Provided data -

:::::

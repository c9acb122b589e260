//! In-memory row store with per-cell bitmap indices.

use super::{dedup_ids, JoinedStream, RowFilter, RowStore, RowStream};
use crate::codebook::Codebook;
use crate::coarse::CoarseQuantizer;
use crate::error::{AdcError, Result};
use crate::pq::{CellRow, JoinedRow, QuantizedRow};
use crate::types::{CellId, VectorId};
use crate::vector::Vector;
use parking_lot::RwLock;
use roaring::RoaringTreemap;
use serde::{Deserialize, Serialize};
use std::collections::{BTreeMap, HashMap};
use std::ops::Bound;
use std::sync::atomic::{AtomicBool, Ordering};
use std::sync::Arc;
use tracing::debug;

/// A stored code row and the coarse cell it was filed under, if any.
#[derive(Debug, Clone, Serialize, Deserialize)]
struct StoredRow {
    codes: Vec<u16>,
    cell: Option<CellId>,
}

/// One table of quantized rows.
#[derive(Debug, Clone, Default, Serialize, Deserialize)]
pub(crate) struct CodeTable {
    /// id -> row, iterated in ascending id order.
    rows: BTreeMap<u64, StoredRow>,

    /// cell -> ids filed under it. Rebuilt from `rows` after loading.
    #[serde(skip)]
    cells: HashMap<CellId, RoaringTreemap>,
}

impl CodeTable {
    fn insert(&mut self, id: u64, codes: Vec<u16>, cell: Option<CellId>) {
        if let Some(old) = self.rows.insert(id, StoredRow { codes, cell }) {
            if let Some(old_cell) = old.cell {
                if let Some(bitmap) = self.cells.get_mut(&old_cell) {
                    bitmap.remove(id);
                }
            }
        }
        if let Some(cell) = cell {
            self.cells.entry(cell).or_default().insert(id);
        }
    }

    pub(crate) fn rebuild_cells(&mut self) {
        self.cells.clear();
        for (&id, row) in &self.rows {
            if let Some(cell) = row.cell {
                self.cells.entry(cell).or_default().insert(id);
            }
        }
    }

    fn row(&self, id: u64) -> Option<QuantizedRow> {
        self.rows
            .get(&id)
            .map(|r| QuantizedRow::new(id, r.codes.clone()))
    }

    /// Open a lazy cursor over the rows `filter` selects.
    ///
    /// Only ids are gathered up front (for id lists and cells); codes are
    /// copied out one row at a time as the cursor advances.
    fn select(self: &Arc<Self>, filter: RowFilter<'_>) -> RowCursor {
        let keys = match filter {
            RowFilter::All => CursorKeys::Ordered(None),
            RowFilter::Ids(ids) => CursorKeys::Listed(
                dedup_ids(ids)
                    .into_iter()
                    .map(VectorId::as_u64)
                    .collect::<Vec<_>>()
                    .into_iter(),
            ),
            RowFilter::Cell(cell) => CursorKeys::Listed(
                self.cells
                    .get(&cell)
                    .map(|bitmap| bitmap.iter().collect::<Vec<_>>())
                    .unwrap_or_default()
                    .into_iter(),
            ),
        };
        RowCursor {
            table: Arc::clone(self),
            keys,
        }
    }
}

enum CursorKeys {
    /// Ascending walk over every row; holds the last id handed out.
    Ordered(Option<u64>),
    Listed(std::vec::IntoIter<u64>),
}

/// Scan over a shared table version.
///
/// Writers copy a table before changing it while a cursor holds it, so a
/// scan sees the rows as they were when it started.
struct RowCursor {
    table: Arc<CodeTable>,
    keys: CursorKeys,
}

impl Iterator for RowCursor {
    type Item = QuantizedRow;

    fn next(&mut self) -> Option<QuantizedRow> {
        let table = &self.table;
        match &mut self.keys {
            CursorKeys::Ordered(last) => {
                let (&id, row) = match *last {
                    None => table.rows.iter().next()?,
                    Some(prev) => table
                        .rows
                        .range((Bound::Excluded(prev), Bound::Unbounded))
                        .next()?,
                };
                *last = Some(id);
                Some(QuantizedRow::new(id, row.codes.clone()))
            }
            CursorKeys::Listed(ids) => ids.find_map(|id| table.row(id)),
        }
    }
}

/// Join of code rows and full vectors over shared table versions.
struct JoinCursor {
    codes: Arc<CodeTable>,
    vectors: Arc<VectorTable>,
    ids: std::vec::IntoIter<u64>,
}

impl Iterator for JoinCursor {
    type Item = JoinedRow;

    fn next(&mut self) -> Option<JoinedRow> {
        let (codes, vectors) = (&self.codes, &self.vectors);
        self.ids.find_map(|id| {
            let row = codes.row(id)?;
            let data = vectors.vectors.get(&id)?;
            Some(JoinedRow {
                row,
                vector: Vector {
                    id,
                    data: Arc::clone(data),
                },
            })
        })
    }
}

/// One table of full-precision vectors of a single dimension.
#[derive(Debug, Clone, Serialize, Deserialize)]
pub(crate) struct VectorTable {
    dim: usize,
    vectors: HashMap<u64, Arc<[f32]>>,
}

/// Everything a [`MemoryStore`] holds; this is what snapshots serialize.
#[derive(Debug, Default, Serialize, Deserialize)]
pub(crate) struct StoreData {
    pub(crate) codebooks: BTreeMap<String, Codebook>,
    pub(crate) coarse: Option<CoarseQuantizer>,
    pub(crate) code_tables: BTreeMap<String, Arc<CodeTable>>,
    pub(crate) vector_tables: BTreeMap<String, Arc<VectorTable>>,
}

/// Row store kept entirely in process memory.
///
/// Loading methods take `&self` so a store shared behind an `Arc` can be
/// populated and queried from several threads. Tables are shared with the
/// scans reading them: a scan takes the read lock only to grab its table,
/// and a load into a table that is being scanned works on a fresh copy, so
/// it never tears the scan.
pub struct MemoryStore {
    data: RwLock<StoreData>,
    available: AtomicBool,
}

impl Default for MemoryStore {
    fn default() -> Self {
        Self::new()
    }
}

impl std::fmt::Debug for MemoryStore {
    fn fmt(&self, f: &mut std::fmt::Formatter<'_>) -> std::fmt::Result {
        let data = self.data.read();
        f.debug_struct("MemoryStore")
            .field("codebooks", &data.codebooks.keys().collect::<Vec<_>>())
            .field("coarse_cells", &data.coarse.as_ref().map(|c| c.len()))
            .field("code_tables", &data.code_tables.keys().collect::<Vec<_>>())
            .field("vector_tables", &data.vector_tables.keys().collect::<Vec<_>>())
            .finish()
    }
}

impl MemoryStore {
    /// Create an empty store.
    pub fn new() -> Self {
        Self::from_data(StoreData::default())
    }

    pub(crate) fn from_data(mut data: StoreData) -> Self {
        for table in data.code_tables.values_mut() {
            Arc::make_mut(table).rebuild_cells();
        }
        Self {
            data: RwLock::new(data),
            available: AtomicBool::new(true),
        }
    }

    /// Run `f` against the raw contents under the read lock.
    pub(crate) fn with_data<T>(&self, f: impl FnOnce(&StoreData) -> T) -> T {
        f(&self.data.read())
    }

    /// Mark the store reachable or unreachable.
    ///
    /// While unreachable every read fails with `StoreUnavailable`.
    pub fn set_available(&self, available: bool) {
        self.available.store(available, Ordering::Release);
    }

    /// Whether reads currently succeed.
    pub fn is_available(&self) -> bool {
        self.available.load(Ordering::Acquire)
    }

    fn check_available(&self) -> Result<()> {
        if self.is_available() {
            Ok(())
        } else {
            Err(AdcError::store_unavailable("memory store is offline"))
        }
    }

    /// Insert or replace a named codebook.
    pub fn put_codebook(&self, name: impl Into<String>, codebook: Codebook) {
        let name = name.into();
        debug!(
            name = %name,
            positions = codebook.positions(),
            codes = codebook.codes_per_position(),
            "storing codebook"
        );
        self.data.write().codebooks.insert(name, codebook);
    }

    /// Insert or replace the coarse quantizer.
    pub fn put_coarse_quantizer(&self, quantizer: CoarseQuantizer) {
        debug!(cells = quantizer.len(), dim = quantizer.dim(), "storing coarse quantizer");
        self.data.write().coarse = Some(quantizer);
    }

    /// Bulk load code rows into `table`, creating it if needed.
    ///
    /// A row whose id already exists replaces the stored one.
    pub fn put_code_rows<I>(&self, table: impl Into<String>, rows: I)
    where
        I: IntoIterator<Item = QuantizedRow>,
    {
        let table = table.into();
        let mut data = self.data.write();
        let code_table = Arc::make_mut(data.code_tables.entry(table.clone()).or_default());
        let mut count = 0usize;
        for row in rows {
            code_table.insert(row.id.as_u64(), row.codes, None);
            count += 1;
        }
        debug!(table = %table, rows = count, "loaded code rows");
    }

    /// Bulk load residual code rows tagged with their coarse cell.
    pub fn put_cell_rows<I>(&self, table: impl Into<String>, rows: I)
    where
        I: IntoIterator<Item = CellRow>,
    {
        let table = table.into();
        let mut data = self.data.write();
        let code_table = Arc::make_mut(data.code_tables.entry(table.clone()).or_default());
        let mut count = 0usize;
        for CellRow { cell, row } in rows {
            code_table.insert(row.id.as_u64(), row.codes, Some(cell));
            count += 1;
        }
        debug!(table = %table, rows = count, cells = code_table.cells.len(), "loaded cell rows");
    }

    /// Bulk load full-precision vectors into `table`.
    ///
    /// The first vector ever stored fixes the table's dimension; a vector of
    /// any other length fails the whole call before anything is stored.
    pub fn put_vectors<I>(&self, table: impl Into<String>, vectors: I) -> Result<()>
    where
        I: IntoIterator<Item = Vector>,
    {
        let table = table.into();
        let vectors: Vec<Vector> = vectors.into_iter().collect();
        let mut data = self.data.write();

        let dim = match data.vector_tables.get(&table) {
            Some(existing) => existing.dim,
            None => match vectors.first() {
                Some(v) => v.dim(),
                None => return Ok(()),
            },
        };
        if let Some(bad) = vectors.iter().find(|v| v.dim() != dim) {
            return Err(AdcError::dimension_mismatch(dim, bad.dim()));
        }

        let vector_table = Arc::make_mut(data.vector_tables.entry(table.clone()).or_insert_with(|| {
            Arc::new(VectorTable {
                dim,
                vectors: HashMap::new(),
            })
        }));
        let count = vectors.len();
        for v in vectors {
            vector_table.vectors.insert(v.id, v.data);
        }
        debug!(table = %table, vectors = count, dim, "loaded vectors");
        Ok(())
    }

    /// Number of rows in a code table (0 if absent).
    pub fn code_rows(&self, table: &str) -> usize {
        self.data
            .read()
            .code_tables
            .get(table)
            .map_or(0, |t| t.rows.len())
    }

    /// Number of rows filed under `cell` in a code table.
    pub fn cell_rows(&self, table: &str, cell: CellId) -> u64 {
        self.data
            .read()
            .code_tables
            .get(table)
            .and_then(|t| t.cells.get(&cell))
            .map_or(0, |b| b.len())
    }

    /// Number of vectors in a vector table (0 if absent).
    pub fn vector_count(&self, table: &str) -> usize {
        self.data
            .read()
            .vector_tables
            .get(table)
            .map_or(0, |t| t.vectors.len())
    }
}

impl RowStore for MemoryStore {
    fn codebook(&self, name: &str) -> Result<Codebook> {
        self.check_available()?;
        self.data
            .read()
            .codebooks
            .get(name)
            .cloned()
            .ok_or_else(|| AdcError::CodebookNotFound(name.to_string()))
    }

    fn coarse_quantizer(&self) -> Result<CoarseQuantizer> {
        self.check_available()?;
        self.data
            .read()
            .coarse
            .clone()
            .ok_or(AdcError::CoarseQuantizerMissing)
    }

    fn scan_rows(&self, table: &str, filter: RowFilter<'_>) -> Result<RowStream<'_>> {
        self.check_available()?;
        let cursor = {
            let data = self.data.read();
            let code_table = data
                .code_tables
                .get(table)
                .ok_or_else(|| AdcError::TableNotFound(table.to_string()))?;
            code_table.select(filter)
        };
        Ok(Box::new(cursor.map(Ok)))
    }

    fn full_vectors(&self, table: &str, ids: &[VectorId]) -> Result<Vec<Vector>> {
        self.check_available()?;
        let data = self.data.read();
        let vector_table = data
            .vector_tables
            .get(table)
            .ok_or_else(|| AdcError::TableNotFound(table.to_string()))?;
        Ok(dedup_ids(ids)
            .into_iter()
            .filter_map(|id| {
                vector_table.vectors.get(&id.as_u64()).map(|data| Vector {
                    id: id.as_u64(),
                    data: Arc::clone(data),
                })
            })
            .collect())
    }

    fn scan_joined(
        &self,
        code_table: &str,
        vector_table: &str,
        ids: &[VectorId],
    ) -> Result<JoinedStream<'_>> {
        self.check_available()?;
        let cursor = {
            let data = self.data.read();
            let codes = data
                .code_tables
                .get(code_table)
                .ok_or_else(|| AdcError::TableNotFound(code_table.to_string()))?;
            let vectors = data
                .vector_tables
                .get(vector_table)
                .ok_or_else(|| AdcError::TableNotFound(vector_table.to_string()))?;
            JoinCursor {
                codes: Arc::clone(codes),
                vectors: Arc::clone(vectors),
                ids: dedup_ids(ids)
                    .into_iter()
                    .map(VectorId::as_u64)
                    .collect::<Vec<_>>()
                    .into_iter(),
            }
        };
        Ok(Box::new(cursor.map(Ok)))
    }
}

:::::

Exercise prompt -
Provide solely the number of lines in the listing that contain "CursorKeys".

Output below -
7